Ola Burroughs Dunning at her 101st birthday, private family photo
Speaking of which, I will share a passage from Cousin Ola's own obituary that best sums up her extraordinary life and contribution to Selma's Voting and Civil Rights movement:

OLA BURROUGHS DUNNING, born April 9, 1889 (or 1888), in Marengo County, Alabama, was the oldest of six children born to Henry and Sally Harper Burroughs. She was married to George Walter Dunning and this union was blessed with 15 children. Six children died as infants and five preceded her in death, Ira, Violet, Artie, Ossie and Addison. She moved to Selma in 1941 and lived at 1802 Lawrence St until her death in 1993. George Walter Dunning died in that house in 1950. In 1965 at the age of 77, she joined the Civil Rights March from Selma to Montgomery, AL and walked with the marchers as far as the Edmund Pettus Bridge before turning around. She went back to the church to help with the food preparation.
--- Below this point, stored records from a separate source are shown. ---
//! CRDT materialization: a deterministic fold from an event set to state.
//!
//! Two replicas holding the same event set compute byte-equal states, no
//! matter what order the events arrived in. Determinism comes from the
//! topological ordering (keyed by lamport clock, then ordinal event id)
//! and from fold rules that only ever consult data inside the events.

use std::cmp::Reverse;
use std::collections::{BinaryHeap, HashMap, HashSet};
use std::collections::BTreeMap;

use serde::Serialize;
use tracing::warn;
use uuid::Uuid;

use crate::crypto::PeerId;
use crate::dice::DiceRollEvidence;
use crate::event::{EventBody, EventId, EventRecord};

/// One chat message in display order.
#[derive(Debug, Clone, PartialEq, Serialize)]
pub struct ChatMessageState {
    pub event_id: EventId,
    pub message_id: Uuid,
    pub peer_id: PeerId,
    pub device_name: String,
    pub content: String,
    pub created_at: i64,
}

/// Latest presence for one peer.
#[derive(Debug, Clone, PartialEq, Serialize)]
pub struct PresenceState {
    pub peer_id: PeerId,
    pub is_online: bool,
    pub version: u64,
    pub updated_at: i64,
    pub device_name: String,
    pub status: Option<String>,
    pub event_id: EventId,
}

/// Latest value for one flag key.
#[derive(Debug, Clone, PartialEq, Serialize)]
pub struct FlagState {
    pub value: String,
    pub version: u64,
    pub updated_at: i64,
    pub event_id: EventId,
}

/// One dice roll in history order, with its audit result.
#[derive(Debug, Clone, PartialEq, Serialize)]
pub struct DiceRollState {
    pub event_id: EventId,
    pub evidence: DiceRollEvidence,
    pub signature_valid: bool,
}

/// Materialized session state. Read-only; rebuilt from the log on demand.
#[derive(Debug, Clone, Default, PartialEq, Serialize)]
pub struct SessionState {
    pub chat: Vec<ChatMessageState>,
    pub presence: BTreeMap<PeerId, PresenceState>,
    pub flags: BTreeMap<String, FlagState>,
    pub dice_history: Vec<DiceRollState>,
}

/// Fold a session's events into state.
pub fn materialize(events: &[EventRecord]) -> SessionState {
    let ordered = topological_order(events);

    let mut state = SessionState::default();
    let mut seen_messages: HashSet<Uuid> = HashSet::new();

    for event in ordered {
        match &event.body {
            EventBody::ChatMessage(body) => {
                if !seen_messages.insert(body.message_id) {
                    continue;
                }
                let message = ChatMessageState {
                    event_id: event.event_id.clone(),
                    message_id: body.message_id,
                    peer_id: body.peer_id.clone(),
                    device_name: body.device_name.clone(),
                    content: body.content.clone(),
                    created_at: body.created_at,
                };
                let position = body.after_event_id.as_ref().and_then(|anchor| {
                    state.chat.iter().position(|m| &m.event_id == anchor)
                });
                match position {
                    Some(i) => state.chat.insert(i + 1, message),
                    None => state.chat.push(message),
                }
            }
            EventBody::Presence(body) => {
                let candidate = PresenceState {
                    peer_id: body.peer_id.clone(),
                    is_online: body.is_online,
                    version: body.version,
                    updated_at: body.updated_at,
                    device_name: body.device_name.clone(),
                    status: body.status.clone(),
                    event_id: event.event_id.clone(),
                };
                let wins = match state.presence.get(&body.peer_id) {
                    Some(current) => lww_wins(
                        (candidate.version, candidate.updated_at, &candidate.event_id),
                        (current.version, current.updated_at, &current.event_id),
                    ),
                    None => true,
                };
                if wins {
                    state.presence.insert(body.peer_id.clone(), candidate);
                }
            }
            EventBody::FlagUpdate(body) => {
                let wins = match state.flags.get(&body.key) {
                    Some(current) => lww_wins(
                        (body.version, body.updated_at, &event.event_id),
                        (current.version, current.updated_at, &current.event_id),
                    ),
                    None => true,
                };
                if wins {
                    match &body.value {
                        Some(value) => {
                            state.flags.insert(
                                body.key.clone(),
                                FlagState {
                                    value: value.clone(),
                                    version: body.version,
                                    updated_at: body.updated_at,
                                    event_id: event.event_id.clone(),
                                },
                            );
                        }
                        // The event log is the tombstone; the map entry goes.
                        None => {
                            state.flags.remove(&body.key);
                        }
                    }
                }
            }
            EventBody::DiceRoll(body) => {
                let signature_valid = body.evidence.verify(&body.signature);
                if !signature_valid {
                    warn!(
                        event_id = %event.event_id,
                        roll_id = %body.evidence.roll_id,
                        "dice roll signature failed verification"
                    );
                }
                state.dice_history.push(DiceRollState {
                    event_id: event.event_id.clone(),
                    evidence: body.evidence.clone(),
                    signature_valid,
                });
            }
        }
    }

    state
}

/// Candidate-vs-incumbent last-writer-wins tie-break:
/// higher version, then higher updated_at, then greater event id.
fn lww_wins(candidate: (u64, i64, &EventId), current: (u64, i64, &EventId)) -> bool {
    candidate > current
}

/// Order events topologically, breaking ties by (lamport, event id).
///
/// Parents missing from the input are tolerated (unknown ancestors do not
/// block replay). Events are content-addressed so cycles cannot occur, but
/// anything left unreached is still appended at the end by the same key.
fn topological_order(events: &[EventRecord]) -> Vec<&EventRecord> {
    let index: HashMap<&EventId, usize> = events
        .iter()
        .enumerate()
        .map(|(i, e)| (&e.event_id, i))
        .collect();

    let mut indegree = vec![0usize; events.len()];
    let mut children: Vec<Vec<usize>> = vec![Vec::new(); events.len()];
    for (i, event) in events.iter().enumerate() {
        for parent in &event.parents {
            if let Some(&pi) = index.get(parent) {
                indegree[i] += 1;
                children[pi].push(i);
            }
        }
    }

    let mut heap: BinaryHeap<Reverse<(u64, &EventId, usize)>> = events
        .iter()
        .enumerate()
        .filter(|(i, _)| indegree[*i] == 0)
        .map(|(i, e)| Reverse((e.lamport_clock, &e.event_id, i)))
        .collect();

    let mut ordered = Vec::with_capacity(events.len());
    let mut emitted = vec![false; events.len()];
    while let Some(Reverse((_, _, i))) = heap.pop() {
        if emitted[i] {
            continue;
        }
        emitted[i] = true;
        ordered.push(&events[i]);
        for &child in &children[i] {
            indegree[child] -= 1;
            if indegree[child] == 0 {
                heap.push(Reverse((
                    events[child].lamport_clock,
                    &events[child].event_id,
                    child,
                )));
            }
        }
    }

    if ordered.len() < events.len() {
        let mut rest: Vec<usize> = (0..events.len()).filter(|&i| !emitted[i]).collect();
        rest.sort_by_key(|&i| (events[i].lamport_clock, &events[i].event_id));
        ordered.extend(rest.into_iter().map(|i| &events[i]));
    }

    ordered
}
//! Proptest generators for property-based testing.

use proptest::prelude::*;

use dicemesh_core::{IdentityKeypair, PeerId, VectorClock};

/// Generate a random keypair (via its seed, so failures shrink nicely).
pub fn keypair() -> impl Strategy<Value = IdentityKeypair> {
    any::<[u8; 32]>().prop_map(|seed| IdentityKeypair::from_seed(&seed))
}

/// Generate a random peer id.
pub fn peer_id() -> impl Strategy<Value = PeerId> {
    keypair().prop_map(|kp| kp.peer_id())
}

/// Generate a vector clock over a small peer universe.
pub fn vector_clock() -> impl Strategy<Value = VectorClock> {
    prop::collection::vec((0u8..8, 1u64..100), 0..6).prop_map(|entries| {
        let mut clock = VectorClock::new();
        for (peer, ticks) in entries {
            let peer = IdentityKeypair::from_seed(&[peer; 32]).peer_id();
            for _ in 0..ticks.min(5) {
                clock = clock.increment(&peer);
            }
        }
        clock
    })
}

/// A 10-token alphabet for keys and contents in convergence runs.
const TOKENS: [&str; 10] = [
    "amber", "bolt", "cinder", "drake", "ember", "fang", "gale", "hex", "iris", "jade",
];

/// Generate one token.
pub fn token() -> impl Strategy<Value = String> {
    (0..TOKENS.len()).prop_map(|i| TOKENS[i].to_string())
}

/// One operation in a random replica history.
#[derive(Debug, Clone, PartialEq, Eq)]
pub enum Op {
    Chat(String),
    FlagSet(String, String),
    FlagClear(String),
}

/// Generate one operation.
pub fn op() -> impl Strategy<Value = Op> {
    prop_oneof![
        token().prop_map(Op::Chat),
        (token(), token()).prop_map(|(k, v)| Op::FlagSet(k, v)),
        token().prop_map(Op::FlagClear),
    ]
}

/// Generate an operation list of up to `max` ops.
pub fn op_list(max: usize) -> impl Strategy<Value = Vec<Op>> {
    prop::collection::vec(op(), 0..=max)
}
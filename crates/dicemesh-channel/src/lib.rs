//! # Dicemesh Channel
//!
//! The secure peer channel: a mutually-authenticated, forward-secret,
//! AEAD-framed byte stream between two devices.
//!
//! ## Protocol
//!
//! 1. **Handshake** - initiator sends a signed hello carrying its identity
//!    key, static key-exchange key, and a fresh ephemeral key; the
//!    responder verifies and answers in kind ([`handshake`]).
//! 2. **Key schedule** - four X25519 agreements are combined under a
//!    transcript-salted HKDF into directional AES-256-GCM keys ([`keys`]).
//! 3. **Data** - frames carry a sequence number and an explicit nonce;
//!    the receive side enforces anti-replay and acks every accepted frame
//!    ([`channel`]).
//!
//! The transport below is any reliable ordered byte pipe implementing
//! `AsyncRead + AsyncWrite`; framing is added here ([`frame`]).

pub mod channel;
pub mod error;
pub mod frame;
pub mod handshake;
pub mod keys;

pub use channel::{ChannelConfig, ChannelEvent, SecureChannel, SecurityReason};
pub use error::{ChannelError, Result};
pub use frame::{read_frame, write_frame, FrameCode, RawFrame, MAX_FRAME_PAYLOAD};
pub use handshake::{
    verify_payload, ChannelIdentity, HandshakePayload, PeerDescriptor, VerifiedPeer,
};
pub use keys::{derive_session_keys, Role, SessionKeys};
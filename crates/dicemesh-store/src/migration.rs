//! Database schema migrations for SQLite.
//!
//! A simple versioned migration system: each migration transforms the
//! schema from version N to N+1 inside one transaction.

use rusqlite::Connection;

use crate::error::{Result, StoreError};

/// Current schema version.
pub const CURRENT_VERSION: u32 = 1;

/// Initialize or migrate the database schema.
///
/// This function is idempotent - it can be called multiple times safely.
pub fn migrate(conn: &mut Connection) -> Result<()> {
    conn.execute(
        "CREATE TABLE IF NOT EXISTS schema_migrations (
            version INTEGER PRIMARY KEY,
            applied_at INTEGER NOT NULL
        )",
        [],
    )?;

    let current: u32 = conn
        .query_row(
            "SELECT COALESCE(MAX(version), 0) FROM schema_migrations",
            [],
            |row| row.get(0),
        )
        .unwrap_or(0);

    if current < CURRENT_VERSION {
        let tx = conn.transaction()?;

        for version in (current + 1)..=CURRENT_VERSION {
            apply_migration(&tx, version)?;
            tx.execute(
                "INSERT INTO schema_migrations (version, applied_at) VALUES (?1, ?2)",
                rusqlite::params![version, now_millis()],
            )?;
        }

        tx.commit()?;
    }

    Ok(())
}

fn apply_migration(conn: &Connection, version: u32) -> Result<()> {
    match version {
        1 => apply_v1(conn),
        _ => Err(StoreError::Migration(format!(
            "unknown migration version: {version}"
        ))),
    }
}

/// Migration v1: the event log tables.
fn apply_v1(conn: &Connection) -> Result<()> {
    conn.execute_batch(
        r#"
        -- Event log entries: one row per event
        CREATE TABLE event_log_entries (
            id INTEGER PRIMARY KEY AUTOINCREMENT,
            session_id INTEGER NOT NULL,
            event_id TEXT(128) NOT NULL,          -- uppercase-hex SHA-256
            event_type TEXT(64) NOT NULL,         -- EventKind wire number
            payload TEXT NOT NULL,                -- canonical body JSON
            parents TEXT NOT NULL,                -- JSON array of parent ids
            vector_clock TEXT NOT NULL,           -- JSON object
            lamport_clock INTEGER NOT NULL,
            created_at INTEGER NOT NULL,          -- producer timestamp (Unix ms)
            is_imported INTEGER NOT NULL DEFAULT 0,

            UNIQUE(session_id, event_id)
        );

        -- Parent edges: one row per (child, parent)
        CREATE TABLE event_log_edges (
            id INTEGER PRIMARY KEY AUTOINCREMENT,
            session_id INTEGER NOT NULL,
            event_id TEXT(128) NOT NULL,
            parent_id TEXT(128) NOT NULL
        );

        CREATE INDEX idx_edges_session_event ON event_log_edges(session_id, event_id);
        CREATE INDEX idx_edges_session_parent ON event_log_edges(session_id, parent_id);
        CREATE INDEX idx_entries_session_lamport ON event_log_entries(session_id, lamport_clock);
        CREATE INDEX idx_entries_event_id ON event_log_entries(event_id);
        "#,
    )?;

    Ok(())
}

/// Get current time in milliseconds.
fn now_millis() -> i64 {
    use std::time::{SystemTime, UNIX_EPOCH};
    SystemTime::now()
        .duration_since(UNIX_EPOCH)
        .expect("time went backwards")
        .as_millis() as i64
}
In 1969 she received here GED from R. B. Hudson High School at the the age of 81.  At her death in 1993 at age 105, she left to cherish her memories: 3 daughters [redacted]; 1 son, [redacted]; 21 grandchildren; 33 great grandchildren; 9 great, great grandchildren; 2 sisters, Carrie Burroughs (lived to 104) and Lizzie Burroughs Coats (lived to 108).
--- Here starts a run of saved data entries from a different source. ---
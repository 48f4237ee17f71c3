//! Vector clocks: per-peer monotone counters with pointwise merge.
//!
//! Clocks are pure values. `increment` and `merge` return new clocks and
//! never mutate in place, so cached clocks can be shared freely. All
//! iteration and canonical rendering is byte-ordinal over peer ids, which
//! is what makes event ids identical across peers.

use serde::{Deserialize, Serialize};
use std::collections::BTreeMap;
use std::fmt;

use crate::crypto::PeerId;
use crate::error::CoreError;

/// A mapping from peer id to a non-negative counter.
///
/// Absent peers read as 0. Serialized as a JSON object.
#[derive(Clone, Default, PartialEq, Eq, Serialize, Deserialize)]
#[serde(transparent)]
pub struct VectorClock(BTreeMap<PeerId, u64>);

impl VectorClock {
    /// The empty clock.
    pub fn new() -> Self {
        Self::default()
    }

    /// Read a peer's counter (0 when absent).
    pub fn get(&self, peer: &PeerId) -> u64 {
        self.0.get(peer).copied().unwrap_or(0)
    }

    /// Return a new clock with `peer` incremented by one.
    pub fn increment(&self, peer: &PeerId) -> Self {
        let mut entries = self.0.clone();
        *entries.entry(peer.clone()).or_insert(0) += 1;
        Self(entries)
    }

    /// Return the pointwise maximum of two clocks.
    pub fn merge(&self, other: &Self) -> Self {
        let mut entries = self.0.clone();
        for (peer, &value) in &other.0 {
            let slot = entries.entry(peer.clone()).or_insert(0);
            if value > *slot {
                *slot = value;
            }
        }
        Self(entries)
    }

    /// Deterministic string form: `peer:value|peer:value`, ordinal order.
    ///
    /// This is the form hashed into event ids.
    pub fn canonical_string(&self) -> String {
        let mut out = String::new();
        for (i, (peer, value)) in self.0.iter().enumerate() {
            if i > 0 {
                out.push('|');
            }
            out.push_str(peer.as_str());
            out.push(':');
            out.push_str(&value.to_string());
        }
        out
    }

    /// Serialize as a JSON object.
    pub fn to_json(&self) -> String {
        serde_json::to_string(self).expect("clock serialization cannot fail")
    }

    /// Parse from a JSON object.
    pub fn from_json(s: &str) -> Result<Self, CoreError> {
        serde_json::from_str(s).map_err(|e| CoreError::DecodingError(e.to_string()))
    }

    /// Iterate entries in ordinal peer order.
    pub fn entries(&self) -> impl Iterator<Item = (&PeerId, u64)> {
        self.0.iter().map(|(p, &v)| (p, v))
    }

    /// Number of peers with a non-default entry.
    pub fn len(&self) -> usize {
        self.0.len()
    }

    /// True when no peer has ticked yet.
    pub fn is_empty(&self) -> bool {
        self.0.is_empty()
    }
}

impl fmt::Debug for VectorClock {
    fn fmt(&self, f: &mut fmt::Formatter<'_>) -> fmt::Result {
        write!(f, "VectorClock({})", self.canonical_string())
    }
}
  • Here is a US Census for 1900 (ancestry.com) showing Ola Burroughs Dunning living with her parents Henry Burroughs and Sally Harper Burroughs. At the time they lived in Choctaw Corner (today known as Thomasville), Clarke County, Alabama:

BONUS -- Legacy of Ola Burroughs Dunning: Mrs. Ola Burroughs Dunning's current descendants -- the Blount Family of Dade City, Florida -- being featured in WTSP 10 News story for participating in the 50th Anniversary of Bloody Sunday, where US President Barack Obama gave a rousing speech: http://www.wtsp.com/story/news/local/2015/03/02/dade-city-family-to-march-in-selma-for-a-fourth-time/24276471/
III.  GENEALOGY OF JAMES E. GILDERSLEEVE & HIS FAMILY'S CONNECTION TO THE
 CURRY, DUNNING, HARPER FAMILY

James E. Gildersleeve spent his childhood alongside my dad's Curry, Dunning, Harper family in the same area. More recently I learned that  Gildersleeve was indirectly intertwined into my family through his uncle's marriage to my father's aunt; his first cousin's marriage to my father's niece, and his cousin's union with my father's nephew. Gildersleeve's wife Ludy Dunning is also member of our Dunning branch via Connie Dunning and Pearline Norton Dunning; Ludy's uncle was George Walter Dunning, who was Ola Burroughs husband. (Sorry to confuse you, but I think it's worth pointing out that Ludy had an aunt Ola DUNNING who married Ola BURROUGH'S first cousin Armistad Harper).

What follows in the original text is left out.